El desarrollo de videojuegos en México ha dado pasos importantes en los últimos años, con estudios que se atreven a crear experiencias más ambiciosas. Un ejemplo reciente es Hannah, un título que busca recrear los terrores infantiles más profundos. Este es el primer gran proyecto del estudio SpaceBoy, que anteriormente se dedicaba a la animación y los motion graphics. Aunque Hannah tiene algunos problemas técnicos, su premisa original y su atmósfera lograda demuestran que en México también se pueden crear juegos de terror únicos.
El juego sigue a Hannah, una niña que se adentra en un mundo surrealista lleno de objetos y personajes que evocan los miedos de la infancia.
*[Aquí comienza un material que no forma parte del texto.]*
//! Configuration types.

use serde::{Deserialize, Serialize};

/// Account and API settings for twerp.
#[derive(Debug, Clone, PartialEq, Serialize, Deserialize)]
#[serde(default)]
pub struct TwerpConfig {
    /// Account SID. Overridden by the `account_sid_env` variable when set.
    pub account_sid: Option<String>,
    /// Auth token. Overridden by the `auth_token_env` variable when set.
    pub auth_token: Option<String>,
    /// Environment variable holding the account SID.
    pub account_sid_env: String,
    /// Environment variable holding the auth token.
    pub auth_token_env: String,
    /// Base URL of the REST API, without trailing slash.
    pub base_url: String,
    /// Default number to call or text from when `--callerid` is absent.
    pub caller_id: Option<String>,
    /// ISO country used when searching for numbers to buy.
    pub country: String,
}

fn default_account_sid_env() -> String {
    "TWILIO_ACCOUNT_SID".to_string()
}

fn default_auth_token_env() -> String {
    "TWILIO_AUTH_TOKEN".to_string()
}

fn default_base_url() -> String {
    "https://api.twilio.com/2010-04-01".to_string()
}

fn default_country() -> String {
    "US".to_string()
}

impl Default for TwerpConfig {
    fn default() -> Self {
        Self {
            account_sid: None,
            auth_token: None,
            account_sid_env: default_account_sid_env(),
            auth_token_env: default_auth_token_env(),
            base_url: default_base_url(),
            caller_id: None,
            country: default_country(),
        }
    }
}

impl TwerpConfig {
    /// Account SID, preferring the environment over the file.
    #[must_use]
    pub fn resolved_account_sid(&self) -> Option<String> {
        env_or(&self.account_sid_env, self.account_sid.as_ref())
    }

    /// Auth token, preferring the environment over the file.
    #[must_use]
    pub fn resolved_auth_token(&self) -> Option<String> {
        env_or(&self.auth_token_env, self.auth_token.as_ref())
    }
}

fn env_or(var: &str, fallback: Option<&String>) -> Option<String> {
    std::env::var(var)
        .ok()
        .filter(|v| !v.is_empty())
        .or_else(|| fallback.cloned())
}

#[cfg(test)]
mod tests {
    use super::*;

    #[test]
    fn test_config_defaults() {
        let config = TwerpConfig::default();
        assert_eq!(config.base_url, "https://api.twilio.com/2010-04-01");
        assert_eq!(config.account_sid_env, "TWILIO_ACCOUNT_SID");
        assert_eq!(config.auth_token_env, "TWILIO_AUTH_TOKEN");
        assert_eq!(config.country, "US");
        assert!(config.caller_id.is_none());
    }

    #[test]
    fn test_partial_toml_keeps_defaults() {
        let toml = r#"
            account_sid = "AC123"
            caller_id = "+14155551212"
        "#;
        let config: TwerpConfig = toml::from_str(toml).unwrap();
        assert_eq!(config.account_sid.as_deref(), Some("AC123"));
        assert_eq!(config.caller_id.as_deref(), Some("+14155551212"));
        assert_eq!(config.country, "US");
    }

    #[test]
    fn test_env_overrides_file_credentials() {
        std::env::set_var("TWERP_TEST_SID_OVERRIDE", "ACfromenv");
        let config = TwerpConfig {
            account_sid: Some("ACfromfile".to_string()),
            account_sid_env: "TWERP_TEST_SID_OVERRIDE".to_string(),
            ..Default::default()
        };
        assert_eq!(config.resolved_account_sid().as_deref(), Some("ACfromenv"));
        std::env::remove_var("TWERP_TEST_SID_OVERRIDE");
    }

    #[test]
    fn test_file_credentials_used_without_env() {
        let config = TwerpConfig {
            auth_token: Some("secret".to_string()),
            auth_token_env: "TWERP_TEST_TOKEN_UNSET".to_string(),
            ..Default::default()
        };
        assert_eq!(config.resolved_auth_token().as_deref(), Some("secret"));
    }
}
La historia se desarrolla a través de la búsqueda de su muñeca perdida, pero, a medida que avanza, se revelan misterios más oscuros mediante cintas VHS escondidas, lo que añade una capa de profundidad a la narrativa.
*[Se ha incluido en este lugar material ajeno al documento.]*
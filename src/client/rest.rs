//! Twilio REST client.

use std::time::Duration;

use async_trait::async_trait;
use reqwest::{Client, RequestBuilder, Response};
use serde::de::DeserializeOwned;

use super::twimlets::message_url;
use super::types::{
    ApiErrorBody, ApplicationList, AvailableNumberList, Call, CallList, Conference,
    ConferenceList, IncomingNumber, IncomingNumberList, Message, MessageList, NotificationList,
    ParticipantList,
};
use super::{TelephonyClient, TelephonyError};
use crate::config::TwerpConfig;
use crate::display;

/// Connection timeout for HTTP requests.
const CONNECT_TIMEOUT: Duration = Duration::from_secs(10);

/// Overall request timeout for HTTP requests.
const REQUEST_TIMEOUT: Duration = Duration::from_secs(30);

/// Maximum number of retries for transient failures.
const MAX_RETRIES: u32 = 3;

fn build_http_client() -> Result<Client, TelephonyError> {
    Client::builder()
        .connect_timeout(CONNECT_TIMEOUT)
        .timeout(REQUEST_TIMEOUT)
        .build()
        .map_err(|e| TelephonyError::Client(e.to_string()))
}

/// Determine if a request should be retried based on status code and attempt count.
fn should_retry(status_code: u16, attempt: u32) -> bool {
    if attempt >= MAX_RETRIES {
        return false;
    }
    (500..600).contains(&status_code)
}

/// Exponential backoff: 1s, 2s, 4s.
fn calculate_backoff(attempt: u32) -> Duration {
    Duration::from_secs(1 << attempt)
}

fn request_error(e: &reqwest::Error) -> TelephonyError {
    if e.is_timeout() {
        TelephonyError::Timeout
    } else {
        TelephonyError::RequestFailed(e.to_string())
    }
}

async fn api_error(response: Response) -> TelephonyError {
    let status = response.status().as_u16();
    let text = response.text().await.unwrap_or_default();
    let message = match serde_json::from_str::<ApiErrorBody>(&text) {
        Ok(ApiErrorBody {
            code: Some(code),
            message,
        }) => format!("{message} (code {code})"),
        Ok(body) if !body.message.is_empty() => body.message,
        _ => text,
    };
    TelephonyError::Http { status, message }
}

async fn decode<T: DeserializeOwned>(response: Response) -> Result<T, TelephonyError> {
    response
        .json()
        .await
        .map_err(|e| TelephonyError::ParseError(e.to_string()))
}

#[derive(Debug, Clone)]
struct Credentials {
    account_sid: String,
    auth_token: String,
}

/// [`TelephonyClient`] backed by the Twilio 2010-04-01 REST API.
///
/// Credentials are checked per request, so commands that never reach the API
/// work without them.
#[derive(Debug, Clone)]
pub struct RestClient {
    http: Client,
    base_url: String,
    credentials: Option<Credentials>,
    sid_env: String,
    token_env: String,
    caller_id: Option<String>,
    country: String,
}

impl RestClient {
    /// Create a client from configuration and the environment.
    ///
    /// # Errors
    ///
    /// Returns [`TelephonyError::Client`] if the HTTP client cannot be built.
    pub fn from_config(config: &TwerpConfig) -> Result<Self, TelephonyError> {
        let credentials = match (config.resolved_account_sid(), config.resolved_auth_token()) {
            (Some(account_sid), Some(auth_token)) => Some(Credentials {
                account_sid,
                auth_token,
            }),
            _ => None,
        };

        Ok(Self {
            http: build_http_client()?,
            base_url: config.base_url.trim_end_matches('/').to_string(),
            credentials,
            sid_env: config.account_sid_env.clone(),
            token_env: config.auth_token_env.clone(),
            caller_id: config.caller_id.clone(),
            country: config.country.clone(),
        })
    }

    /// Whether an account SID and auth token are available.
    #[must_use]
    pub fn has_credentials(&self) -> bool {
        self.credentials.is_some()
    }

    fn credentials(&self) -> Result<&Credentials, TelephonyError> {
        self.credentials
            .as_ref()
            .ok_or_else(|| TelephonyError::MissingCredentials {
                sid_env: self.sid_env.clone(),
                token_env: self.token_env.clone(),
            })
    }

    fn request(
        &self,
        method: reqwest::Method,
        path: &str,
    ) -> Result<RequestBuilder, TelephonyError> {
        let credentials = self.credentials()?;
        let url = format!(
            "{}/Accounts/{}/{path}",
            self.base_url, credentials.account_sid
        );
        Ok(self
            .http
            .request(method, url)
            .basic_auth(&credentials.account_sid, Some(&credentials.auth_token)))
    }

    /// GET a resource, retrying server errors.
    async fn get<T: DeserializeOwned>(
        &self,
        path: &str,
        query: &[(&str, &str)],
    ) -> Result<T, TelephonyError> {
        let mut attempt = 0;
        loop {
            tracing::debug!(path, attempt, "GET");
            let response = self
                .request(reqwest::Method::GET, path)?
                .query(query)
                .send()
                .await
                .map_err(|e| request_error(&e))?;

            let status = response.status();
            if status.is_success() {
                return decode(response).await;
            }

            if should_retry(status.as_u16(), attempt) {
                let backoff = calculate_backoff(attempt);
                tracing::warn!(path, status = status.as_u16(), ?backoff, "Retrying request");
                tokio::time::sleep(backoff).await;
                attempt += 1;
                continue;
            }

            return Err(api_error(response).await);
        }
    }

    /// POST a form. Never retried: a repeated POST may dial or charge twice.
    async fn post<T: DeserializeOwned>(
        &self,
        path: &str,
        form: &[(&str, &str)],
    ) -> Result<T, TelephonyError> {
        tracing::debug!(path, "POST");
        let response = self
            .request(reqwest::Method::POST, path)?
            .form(form)
            .send()
            .await
            .map_err(|e| request_error(&e))?;

        if response.status().is_success() {
            decode(response).await
        } else {
            Err(api_error(response).await)
        }
    }

    fn from_number<'a>(&'a self, callerid: Option<&'a str>) -> Result<&'a str, TelephonyError> {
        callerid
            .filter(|c| !c.is_empty())
            .or(self.caller_id.as_deref())
            .ok_or(TelephonyError::MissingCallerId)
    }

    async fn in_progress_calls(&self) -> Result<Vec<Call>, TelephonyError> {
        let list: CallList = self
            .get("Calls.json", &[("Status", "in-progress")])
            .await?;
        Ok(list.calls)
    }

    async fn in_progress_conferences(&self) -> Result<Vec<Conference>, TelephonyError> {
        let list: ConferenceList = self
            .get("Conferences.json", &[("Status", "in-progress")])
            .await?;
        Ok(list.conferences)
    }

    async fn search(&self, query: &[(&str, &str)]) -> Result<(), TelephonyError> {
        let path = format!("AvailablePhoneNumbers/{}/Local.json", self.country);
        let list: AvailableNumberList = self.get(&path, query).await?;
        if list.available_phone_numbers.is_empty() {
            display::print_empty("matching numbers available");
        }
        for number in &list.available_phone_numbers {
            display::print_available(number);
        }
        Ok(())
    }
}

#[async_trait]
impl TelephonyClient for RestClient {
    async fn list_numbers(&self, verbose: bool) -> Result<(), TelephonyError> {
        let list: IncomingNumberList = self.get("IncomingPhoneNumbers.json", &[]).await?;
        if list.incoming_phone_numbers.is_empty() {
            display::print_empty("phone numbers");
        }
        for number in &list.incoming_phone_numbers {
            display::print_number(number, verbose);
        }
        Ok(())
    }

    async fn call_numbers(
        &self,
        numbers: &[String],
        verbose: bool,
        callerid: Option<&str>,
        url: Option<&str>,
        say: Option<&str>,
    ) -> Result<String, TelephonyError> {
        if numbers.is_empty() {
            return Err(TelephonyError::NoDestinations);
        }
        let from = self.from_number(callerid)?;
        let twiml = match (url.filter(|u| !u.is_empty()), say.filter(|s| !s.is_empty())) {
            (Some(url), _) => url.to_string(),
            (None, Some(text)) => message_url(text),
            (None, None) => return Err(TelephonyError::MissingTwiml),
        };

        let mut last_sid = String::new();
        for to in numbers {
            let call: Call = self
                .post(
                    "Calls.json",
                    &[("To", to.as_str()), ("From", from), ("Url", twiml.as_str())],
                )
                .await?;
            tracing::info!(sid = %call.sid, to = %to, "Call placed");
            display::print_dialed(&call, verbose);
            last_sid = call.sid;
        }
        Ok(last_sid)
    }

    async fn purchase_number(&self, number: &str) -> Result<(), TelephonyError> {
        let purchased: IncomingNumber = self
            .post("IncomingPhoneNumbers.json", &[("PhoneNumber", number)])
            .await?;
        tracing::info!(sid = %purchased.sid, number, "Number purchased");
        display::print_purchased(&purchased);
        Ok(())
    }

    async fn numbers_contain_areacode(
        &self,
        area_code: &str,
        contains: &str,
    ) -> Result<(), TelephonyError> {
        self.search(&[("AreaCode", area_code), ("Contains", contains)])
            .await
    }

    async fn numbers_contain(&self, contains: &str) -> Result<(), TelephonyError> {
        self.search(&[("Contains", contains)]).await
    }

    async fn search_numbers(&self, area_code: &str) -> Result<(), TelephonyError> {
        self.search(&[("AreaCode", area_code)]).await
    }

    async fn list_applications(&self) -> Result<(), TelephonyError> {
        let list: ApplicationList = self.get("Applications.json", &[]).await?;
        if list.applications.is_empty() {
            display::print_empty("applications");
        }
        for app in &list.applications {
            display::print_application(app);
        }
        Ok(())
    }

    async fn list_conference_participants(&self) -> Result<(), TelephonyError> {
        let conferences = self.in_progress_conferences().await?;
        if conferences.is_empty() {
            display::print_empty("conferences in progress");
        }
        for conference in &conferences {
            display::print_conference(conference);
            let path = format!("Conferences/{}/Participants.json", conference.sid);
            let list: ParticipantList = self.get(&path, &[]).await?;
            for participant in &list.participants {
                display::print_participant(participant);
            }
        }
        Ok(())
    }

    async fn list_conferences(&self) -> Result<(), TelephonyError> {
        let conferences = self.in_progress_conferences().await?;
        if conferences.is_empty() {
            display::print_empty("conferences in progress");
        }
        for conference in &conferences {
            display::print_conference(conference);
        }
        Ok(())
    }

    async fn list_sms(&self) -> Result<(), TelephonyError> {
        let list: MessageList = self.get("Messages.json", &[]).await?;
        if list.messages.is_empty() {
            display::print_empty("messages");
        }
        for message in &list.messages {
            display::print_message(message);
        }
        Ok(())
    }

    async fn get_sms_sid(&self, sid: &str) -> Result<(), TelephonyError> {
        let message: Message = self.get(&format!("Messages/{sid}.json"), &[]).await?;
        display::print_message_detail(&message);
        Ok(())
    }

    async fn send_sms(
        &self,
        numbers: &[String],
        message: Option<&str>,
        verbose: bool,
    ) -> Result<(), TelephonyError> {
        if numbers.is_empty() {
            return Err(TelephonyError::NoDestinations);
        }
        let body = message
            .filter(|m| !m.is_empty())
            .ok_or(TelephonyError::MissingMessage)?;
        let from = self.from_number(None)?;

        for to in numbers {
            let sent: Message = self
                .post(
                    "Messages.json",
                    &[("To", to.as_str()), ("From", from), ("Body", body)],
                )
                .await?;
            tracing::info!(sid = %sent.sid, to = %to, "SMS sent");
            display::print_sent(&sent, verbose);
        }
        Ok(())
    }

    async fn notifications(&self, verbose: bool) -> Result<(), TelephonyError> {
        let list: NotificationList = self.get("Notifications.json", &[]).await?;
        if list.notifications.is_empty() {
            display::print_empty("notifications");
        }
        for notification in &list.notifications {
            display::print_notification(notification, verbose);
        }
        Ok(())
    }

    async fn sid_call(&self, sid: &str) -> Result<(), TelephonyError> {
        let call: Call = self.get(&format!("Calls/{sid}.json"), &[]).await?;
        display::print_call_detail(&call);
        Ok(())
    }

    async fn hangup(&self, sid: &str) -> Result<(), TelephonyError> {
        let call: Call = self
            .post(&format!("Calls/{sid}.json"), &[("Status", "completed")])
            .await?;
        tracing::info!(sid = %call.sid, "Call hung up");
        display::print_hangup(&call.sid);
        Ok(())
    }

    async fn hangup_all_calls(&self) -> Result<(), TelephonyError> {
        let calls = self.in_progress_calls().await?;
        if calls.is_empty() {
            display::print_empty("calls in progress");
        }
        for call in &calls {
            self.hangup(&call.sid).await?;
        }
        Ok(())
    }

    async fn list_calls(&self) -> Result<(), TelephonyError> {
        let calls = self.in_progress_calls().await?;
        if calls.is_empty() {
            display::print_empty("calls in progress");
        }
        for call in &calls {
            display::print_call(call);
        }
        Ok(())
    }

    async fn call_url(&self, sid: &str, url: &str) -> Result<(), TelephonyError> {
        let call: Call = self
            .post(
                &format!("Calls/{sid}.json"),
                &[("Url", url), ("Method", "GET")],
            )
            .await?;
        tracing::info!(sid = %call.sid, url, "Call redirected");
        display::print_redirect(&call.sid, url);
        Ok(())
    }
}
En cuanto a la jugabilidad, Hannah es un juego de plataformas 3D con mecánicas sencillas, pero se ve afectado por problemas de precisión en los controles, lo que puede interrumpir el flujo del juego. A pesar de esto, la atmósfera, potenciada por una banda sonora creada por Adrián Terrazas (The Mars Volta), es uno de los puntos más altos del juego, logrando transmitir una sensación constante de tensión.
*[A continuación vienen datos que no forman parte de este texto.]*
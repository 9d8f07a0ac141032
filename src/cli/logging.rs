//! Logger construction from verbosity flags.

use tracing::Dispatch;
use tracing_subscriber::{fmt, prelude::*, EnvFilter};

use super::Options;

/// Log level implied by the verbosity flags. `--debug` beats `--verbose`
/// beats `--quiet`.
#[must_use]
pub fn log_level(options: &Options) -> &'static str {
    if options.debug {
        "debug"
    } else if options.verbose {
        "info"
    } else if options.quiet {
        "error"
    } else {
        "warn"
    }
}

/// Build the logger for this invocation: one stderr sink, `RUST_LOG` wins
/// over the flags.
///
/// The caller decides the scope it applies to; nothing is installed globally.
#[must_use]
pub fn build_dispatch(options: &Options) -> Dispatch {
    let filter =
        EnvFilter::try_from_default_env().unwrap_or_else(|_| EnvFilter::new(log_level(options)));
    let subscriber = tracing_subscriber::registry()
        .with(
            fmt::layer()
                .with_writer(std::io::stderr)
                .with_target(false)
                .without_time(),
        )
        .with(filter);
    Dispatch::new(subscriber)
}

#[cfg(test)]
mod tests {
    use super::*;

    #[test]
    fn test_default_level_is_warn() {
        assert_eq!(log_level(&Options::default()), "warn");
    }

    #[test]
    fn test_debug_beats_verbose() {
        let options = Options {
            debug: true,
            verbose: true,
            ..Default::default()
        };
        assert_eq!(log_level(&options), "debug");
    }

    #[test]
    fn test_verbose_beats_quiet() {
        let options = Options {
            verbose: true,
            quiet: true,
            ..Default::default()
        };
        assert_eq!(log_level(&options), "info");
    }

    #[test]
    fn test_quiet_level() {
        let options = Options {
            quiet: true,
            ..Default::default()
        };
        assert_eq!(log_level(&options), "error");
    }

    #[test]
    fn test_dispatch_scoped_to_caller() {
        let dispatch = build_dispatch(&Options::default());
        tracing::dispatcher::with_default(&dispatch, || {
            tracing::warn!("scoped logger");
        });
    }
}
Aunque Hannah aún tiene áreas por mejorar, especialmente en sus gráficos y controles, es un proyecto prometedor que muestra el potencial de SpaceBoy para crear experiencias de terror en la industria mexicana de videojuegos. Con más pulido, podría convertirse en una referencia importante en el desarrollo de juegos de suspenso en el país.